WORK ORDER:
The whole listing, from first line to last: copy it exactly.

EXERCISE INPUTS:
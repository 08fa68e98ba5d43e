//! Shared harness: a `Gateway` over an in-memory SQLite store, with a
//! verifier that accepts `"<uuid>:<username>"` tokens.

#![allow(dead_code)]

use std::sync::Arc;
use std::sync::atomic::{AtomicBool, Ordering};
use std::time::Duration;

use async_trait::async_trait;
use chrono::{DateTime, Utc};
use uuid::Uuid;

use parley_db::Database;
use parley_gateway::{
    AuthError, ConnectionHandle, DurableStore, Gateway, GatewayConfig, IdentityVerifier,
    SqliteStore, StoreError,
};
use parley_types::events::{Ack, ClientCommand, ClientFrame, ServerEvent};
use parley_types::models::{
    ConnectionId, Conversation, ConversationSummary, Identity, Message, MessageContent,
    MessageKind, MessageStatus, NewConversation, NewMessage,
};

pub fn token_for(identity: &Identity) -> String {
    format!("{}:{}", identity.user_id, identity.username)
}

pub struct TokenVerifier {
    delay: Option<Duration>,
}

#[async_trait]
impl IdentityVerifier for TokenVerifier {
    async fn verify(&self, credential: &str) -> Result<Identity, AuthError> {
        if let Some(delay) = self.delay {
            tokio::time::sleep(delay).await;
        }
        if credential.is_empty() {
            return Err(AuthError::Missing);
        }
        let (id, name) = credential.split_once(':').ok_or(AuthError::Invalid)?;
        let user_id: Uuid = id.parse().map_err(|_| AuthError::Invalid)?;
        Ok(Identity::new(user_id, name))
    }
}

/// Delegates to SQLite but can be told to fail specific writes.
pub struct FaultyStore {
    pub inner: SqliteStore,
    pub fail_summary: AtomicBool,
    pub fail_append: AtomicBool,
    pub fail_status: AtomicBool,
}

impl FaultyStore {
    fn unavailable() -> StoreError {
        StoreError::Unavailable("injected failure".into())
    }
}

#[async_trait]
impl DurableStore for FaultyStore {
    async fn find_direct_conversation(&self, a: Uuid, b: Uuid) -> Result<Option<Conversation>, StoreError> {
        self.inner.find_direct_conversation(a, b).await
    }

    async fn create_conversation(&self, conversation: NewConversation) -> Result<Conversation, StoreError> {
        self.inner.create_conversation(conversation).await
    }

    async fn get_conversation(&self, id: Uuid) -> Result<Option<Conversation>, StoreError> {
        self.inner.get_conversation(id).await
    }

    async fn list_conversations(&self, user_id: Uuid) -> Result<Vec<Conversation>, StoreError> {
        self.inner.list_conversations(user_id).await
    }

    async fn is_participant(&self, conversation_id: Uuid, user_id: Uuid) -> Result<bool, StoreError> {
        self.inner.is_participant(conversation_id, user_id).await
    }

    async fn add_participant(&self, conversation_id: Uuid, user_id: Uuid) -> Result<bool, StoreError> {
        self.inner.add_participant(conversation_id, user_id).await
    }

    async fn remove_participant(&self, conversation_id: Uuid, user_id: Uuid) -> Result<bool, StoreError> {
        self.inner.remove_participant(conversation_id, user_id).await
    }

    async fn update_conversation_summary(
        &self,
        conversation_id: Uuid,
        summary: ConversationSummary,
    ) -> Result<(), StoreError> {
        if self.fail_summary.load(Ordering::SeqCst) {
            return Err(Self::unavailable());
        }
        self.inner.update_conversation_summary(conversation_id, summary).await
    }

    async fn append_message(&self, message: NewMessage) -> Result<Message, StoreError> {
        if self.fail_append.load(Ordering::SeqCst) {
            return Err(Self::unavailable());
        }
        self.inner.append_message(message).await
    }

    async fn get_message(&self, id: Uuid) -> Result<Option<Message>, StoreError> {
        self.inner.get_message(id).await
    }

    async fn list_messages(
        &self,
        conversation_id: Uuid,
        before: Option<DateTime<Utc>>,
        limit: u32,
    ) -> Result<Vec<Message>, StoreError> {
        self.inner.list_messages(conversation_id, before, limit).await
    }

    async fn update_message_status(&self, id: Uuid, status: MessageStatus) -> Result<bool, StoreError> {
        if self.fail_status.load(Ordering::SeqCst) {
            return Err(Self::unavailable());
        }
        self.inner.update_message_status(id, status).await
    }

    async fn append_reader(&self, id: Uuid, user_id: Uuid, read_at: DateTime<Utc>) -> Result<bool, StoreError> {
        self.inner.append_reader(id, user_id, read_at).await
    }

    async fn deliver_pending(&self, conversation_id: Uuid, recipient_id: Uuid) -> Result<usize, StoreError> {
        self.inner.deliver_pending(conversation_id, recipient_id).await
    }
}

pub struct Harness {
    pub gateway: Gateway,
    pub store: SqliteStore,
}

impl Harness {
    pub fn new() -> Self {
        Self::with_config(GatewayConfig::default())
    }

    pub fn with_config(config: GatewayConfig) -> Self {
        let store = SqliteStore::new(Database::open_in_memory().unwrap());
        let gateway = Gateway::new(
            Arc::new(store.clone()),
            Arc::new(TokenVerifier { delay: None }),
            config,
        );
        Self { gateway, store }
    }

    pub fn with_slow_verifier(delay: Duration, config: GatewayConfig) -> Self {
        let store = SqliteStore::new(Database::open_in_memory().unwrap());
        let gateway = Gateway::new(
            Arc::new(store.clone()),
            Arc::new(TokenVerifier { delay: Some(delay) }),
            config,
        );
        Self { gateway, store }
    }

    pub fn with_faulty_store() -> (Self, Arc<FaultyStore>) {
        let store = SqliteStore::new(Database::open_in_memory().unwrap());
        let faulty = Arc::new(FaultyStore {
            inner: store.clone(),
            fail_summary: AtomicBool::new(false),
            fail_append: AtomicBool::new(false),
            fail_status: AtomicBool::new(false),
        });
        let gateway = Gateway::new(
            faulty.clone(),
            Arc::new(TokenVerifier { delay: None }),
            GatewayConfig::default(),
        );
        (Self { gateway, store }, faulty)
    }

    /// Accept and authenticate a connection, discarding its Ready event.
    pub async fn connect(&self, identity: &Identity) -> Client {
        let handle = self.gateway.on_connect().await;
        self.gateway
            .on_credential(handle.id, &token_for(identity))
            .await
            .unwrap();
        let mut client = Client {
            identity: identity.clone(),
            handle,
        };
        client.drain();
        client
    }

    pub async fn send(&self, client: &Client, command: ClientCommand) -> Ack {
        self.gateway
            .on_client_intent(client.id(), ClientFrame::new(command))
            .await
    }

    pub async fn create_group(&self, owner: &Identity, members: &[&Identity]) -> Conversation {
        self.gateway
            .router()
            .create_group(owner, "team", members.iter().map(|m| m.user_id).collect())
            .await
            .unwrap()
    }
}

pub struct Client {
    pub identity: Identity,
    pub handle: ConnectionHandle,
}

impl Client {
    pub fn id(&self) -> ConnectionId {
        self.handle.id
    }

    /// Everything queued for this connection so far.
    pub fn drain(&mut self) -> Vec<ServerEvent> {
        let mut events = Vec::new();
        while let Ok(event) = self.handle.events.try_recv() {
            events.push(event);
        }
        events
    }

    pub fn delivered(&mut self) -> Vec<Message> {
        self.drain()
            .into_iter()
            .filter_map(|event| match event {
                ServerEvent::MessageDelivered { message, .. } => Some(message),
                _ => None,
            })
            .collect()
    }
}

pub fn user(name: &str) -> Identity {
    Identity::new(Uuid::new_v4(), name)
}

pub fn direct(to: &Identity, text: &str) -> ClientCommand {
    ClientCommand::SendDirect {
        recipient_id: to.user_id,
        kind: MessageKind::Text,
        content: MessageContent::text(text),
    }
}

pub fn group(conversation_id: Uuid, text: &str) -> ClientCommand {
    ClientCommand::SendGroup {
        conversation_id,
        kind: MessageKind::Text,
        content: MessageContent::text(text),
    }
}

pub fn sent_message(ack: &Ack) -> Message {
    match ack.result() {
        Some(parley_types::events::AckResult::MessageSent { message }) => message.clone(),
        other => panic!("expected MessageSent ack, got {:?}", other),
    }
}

FINAL ANSWER:
repository 08fa68e98ba5d43e
//! Shared harness: a `Gateway` over an in-memory SQLite store, with a
//! verifier that accepts `"<uuid>:<username>"` tokens.

#![allow(dead_code)]

use std::sync::Arc;
use std::sync::atomic::{AtomicBool, Ordering};
use std::time::Duration;

use async_trait::async_trait;
use chrono::{DateTime, Utc};
use uuid::Uuid;

use parley_db::Database;
use parley_gateway::{
    AuthError, ConnectionHandle, DurableStore, Gateway, GatewayConfig, IdentityVerifier,
    SqliteStore, StoreError,
};
use parley_types::events::{Ack, ClientCommand, ClientFrame, ServerEvent};
use parley_types::models::{
    ConnectionId, Conversation, ConversationSummary, Identity, Message, MessageContent,
    MessageKind, MessageStatus, NewConversation, NewMessage,
};

pub fn token_for(identity: &Identity) -> String {
    format!("{}:{}", identity.user_id, identity.username)
}

pub struct TokenVerifier {
    delay: Option<Duration>,
}

#[async_trait]
impl IdentityVerifier for TokenVerifier {
    async fn verify(&self, credential: &str) -> Result<Identity, AuthError> {
        if let Some(delay) = self.delay {
            tokio::time::sleep(delay).await;
        }
        if credential.is_empty() {
            return Err(AuthError::Missing);
        }
        let (id, name) = credential.split_once(':').ok_or(AuthError::Invalid)?;
        let user_id: Uuid = id.parse().map_err(|_| AuthError::Invalid)?;
        Ok(Identity::new(user_id, name))
    }
}

/// Delegates to SQLite but can be told to fail specific writes.
pub struct FaultyStore {
    pub inner: SqliteStore,
    pub fail_summary: AtomicBool,
    pub fail_append: AtomicBool,
    pub fail_status: AtomicBool,
}

impl FaultyStore {
    fn unavailable() -> StoreError {
        StoreError::Unavailable("injected failure".into())
    }
}

#[async_trait]
impl DurableStore for FaultyStore {
    async fn find_direct_conversation(&self, a: Uuid, b: Uuid) -> Result<Option<Conversation>, StoreError> {
        self.inner.find_direct_conversation(a, b).await
    }

    async fn create_conversation(&self, conversation: NewConversation) -> Result<Conversation, StoreError> {
        self.inner.create_conversation(conversation).await
    }

    async fn get_conversation(&self, id: Uuid) -> Result<Option<Conversation>, StoreError> {
        self.inner.get_conversation(id).await
    }

    async fn list_conversations(&self, user_id: Uuid) -> Result<Vec<Conversation>, StoreError> {
        self.inner.list_conversations(user_id).await
    }

    async fn is_participant(&self, conversation_id: Uuid, user_id: Uuid) -> Result<bool, StoreError> {
        self.inner.is_participant(conversation_id, user_id).await
    }

    async fn add_participant(&self, conversation_id: Uuid, user_id: Uuid) -> Result<bool, StoreError> {
        self.inner.add_participant(conversation_id, user_id).await
    }

    async fn remove_participant(&self, conversation_id: Uuid, user_id: Uuid) -> Result<bool, StoreError> {
        self.inner.remove_participant(conversation_id, user_id).await
    }

    async fn update_conversation_summary(
        &self,
        conversation_id: Uuid,
        summary: ConversationSummary,
    ) -> Result<(), StoreError> {
        if self.fail_summary.load(Ordering::SeqCst) {
            return Err(Self::unavailable());
        }
        self.inner.update_conversation_summary(conversation_id, summary).await
    }

    async fn append_message(&self, message: NewMessage) -> Result<Message, StoreError> {
        if self.fail_append.load(Ordering::SeqCst) {
            return Err(Self::unavailable());
        }
        self.inner.append_message(message).await
    }

    async fn get_message(&self, id: Uuid) -> Result<Option<Message>, StoreError> {
        self.inner.get_message(id).await
    }

    async fn list_messages(
        &self,
        conversation_id: Uuid,
        before: Option<DateTime<Utc>>,
        limit: u32,
    ) -> Result<Vec<Message>, StoreError> {
        self.inner.list_messages(conversation_id, before, limit).await
    }

    async fn update_message_status(&self, id: Uuid, status: MessageStatus) -> Result<bool, StoreError> {
        if self.fail_status.load(Ordering::SeqCst) {
            return Err(Self::unavailable());
        }
        self.inner.update_message_status(id, status).await
    }

    async fn append_reader(&self, id: Uuid, user_id: Uuid, read_at: DateTime<Utc>) -> Result<bool, StoreError> {
        self.inner.append_reader(id, user_id, read_at).await
    }

    async fn deliver_pending(&self, conversation_id: Uuid, recipient_id: Uuid) -> Result<usize, StoreError> {
        self.inner.deliver_pending(conversation_id, recipient_id).await
    }
}

pub struct Harness {
    pub gateway: Gateway,
    pub store: SqliteStore,
}

impl Harness {
    pub fn new() -> Self {
        Self::with_config(GatewayConfig::default())
    }

    pub fn with_config(config: GatewayConfig) -> Self {
        let store = SqliteStore::new(Database::open_in_memory().unwrap());
        let gateway = Gateway::new(
            Arc::new(store.clone()),
            Arc::new(TokenVerifier { delay: None }),
            config,
        );
        Self { gateway, store }
    }

    pub fn with_slow_verifier(delay: Duration, config: GatewayConfig) -> Self {
        let store = SqliteStore::new(Database::open_in_memory().unwrap());
        let gateway = Gateway::new(
            Arc::new(store.clone()),
            Arc::new(TokenVerifier { delay: Some(delay) }),
            config,
        );
        Self { gateway, store }
    }

    pub fn with_faulty_store() -> (Self, Arc<FaultyStore>) {
        let store = SqliteStore::new(Database::open_in_memory().unwrap());
        let faulty = Arc::new(FaultyStore {
            inner: store.clone(),
            fail_summary: AtomicBool::new(false),
            fail_append: AtomicBool::new(false),
            fail_status: AtomicBool::new(false),
        });
        let gateway = Gateway::new(
            faulty.clone(),
            Arc::new(TokenVerifier { delay: None }),
            GatewayConfig::default(),
        );
        (Self { gateway, store }, faulty)
    }

    /// Accept and authenticate a connection, discarding its Ready event.
    pub async fn connect(&self, identity: &Identity) -> Client {
        let handle = self.gateway.on_connect().await;
        self.gateway
            .on_credential(handle.id, &token_for(identity))
            .await
            .unwrap();
        let mut client = Client {
            identity: identity.clone(),
            handle,
        };
        client.drain();
        client
    }

    pub async fn send(&self, client: &Client, command: ClientCommand) -> Ack {
        self.gateway
            .on_client_intent(client.id(), ClientFrame::new(command))
            .await
    }

    pub async fn create_group(&self, owner: &Identity, members: &[&Identity]) -> Conversation {
        self.gateway
            .router()
            .create_group(owner, "team", members.iter().map(|m| m.user_id).collect())
            .await
            .unwrap()
    }
}

pub struct Client {
    pub identity: Identity,
    pub handle: ConnectionHandle,
}

impl Client {
    pub fn id(&self) -> ConnectionId {
        self.handle.id
    }

    /// Everything queued for this connection so far.
    pub fn drain(&mut self) -> Vec<ServerEvent> {
        let mut events = Vec::new();
        while let Ok(event) = self.handle.events.try_recv() {
            events.push(event);
        }
        events
    }

    pub fn delivered(&mut self) -> Vec<Message> {
        self.drain()
            .into_iter()
            .filter_map(|event| match event {
                ServerEvent::MessageDelivered { message, .. } => Some(message),
                _ => None,
            })
            .collect()
    }
}

pub fn user(name: &str) -> Identity {
    Identity::new(Uuid::new_v4(), name)
}

pub fn direct(to: &Identity, text: &str) -> ClientCommand {
    ClientCommand::SendDirect {
        recipient_id: to.user_id,
        kind: MessageKind::Text,
        content: MessageContent::text(text),
    }
}

pub fn group(conversation_id: Uuid, text: &str) -> ClientCommand {
    ClientCommand::SendGroup {
        conversation_id,
        kind: MessageKind::Text,
        content: MessageContent::text(text),
    }
}

pub fn sent_message(ack: &Ack) -> Message {
    match ack.result() {
        Some(parley_types::events::AckResult::MessageSent { message }) => message.clone(),
        other => panic!("expected MessageSent ack, got {:?}", other),
    }
}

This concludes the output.